Sometimes the customer and retailer jointly instruct iKAB, other times it is a solicitor acting for a customer or retailer who makes contact. Swerdlow says: ‘It can happen that nobody is happy with the report because it is balanced and impartial and all either side really wanted was to prove the other wrong. But the system works – 95% of people, through the mediation of our reports, settle without going to court.’
 
Mediation is also the service offered by Philip Hesketh, for 18 years a personal injury solicitor instructing experts and now a member of Lancashire-based Northwest Mediation Solutions. His role is to facilitate joint discussions between the experts from both sides, streamlining the process and avoiding serious delays. ‘Mediating means assisting in an impartial way, neither taking sides nor making judgements. But mediation is not the end of the case. It’s helping the case to go forward.’ He adds that he ‘understands the structure of expert reports’ and, under the amended rules, can help highlight the ‘distinction between opinion and knowledge’.
 
Expert witnesses remain an essential element of the British justice system, impartially and authoritatively laying bare the facts behind the contention at the heart of a case.

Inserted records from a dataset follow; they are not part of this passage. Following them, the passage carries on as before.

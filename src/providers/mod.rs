pub mod jira;

use async_trait::async_trait;
use futures::stream::{self, BoxStream, StreamExt};

use crate::config::TrackerConfig;
use crate::error::FetchError;
use crate::model::raw::RawResponse;

/// Anything that can answer "all issues of one project, newest first" one
/// page at a time.
#[async_trait]
pub trait IssueSource: Send + Sync {
    fn name(&self) -> &str;
    async fn fetch_page(&self, project: &str, start_at: u64) -> Result<RawResponse, FetchError>;
}

/// Lazily walk every page of a project's issues.
///
/// The stream ends once `startAt` reaches the reported total or a page comes
/// back empty. With `paginate` off it yields only the first page. Calling it
/// again starts over from offset zero.
pub fn pages<'a>(
    source: &'a dyn IssueSource,
    project: &'a str,
    paginate: bool,
) -> BoxStream<'a, Result<RawResponse, FetchError>> {
    stream::try_unfold(Some(0u64), move |next| async move {
        let Some(start_at) = next else {
            return Ok::<_, FetchError>(None);
        };
        let page = source.fetch_page(project, start_at).await?;
        let end = start_at + page.issues.len() as u64;
        let next = (paginate && end > start_at && end < page.total).then_some(end);
        Ok::<_, FetchError>(Some((page, next)))
    })
    .boxed()
}

pub fn create_source(config: &TrackerConfig) -> anyhow::Result<Box<dyn IssueSource>> {
    Ok(Box::new(jira::JiraSource::new(config)?))
}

They are active in proceedings ranging from  multimillion-pound commercial disputes and terrorist trials to family, personal injury, medical negligence and employment law hearings. In fact, they are necessary in nearly all litigated cases and, rather than being a self-serving industry, their overriding duty is foremost and always to the court, something the CPR changes serve to strengthen.
 
This article first appeared in the Law Society Gazette’s Expert Witness feature, published in January 2010.

The article is not a substitute for specific legal advice and should not be relied upon as such.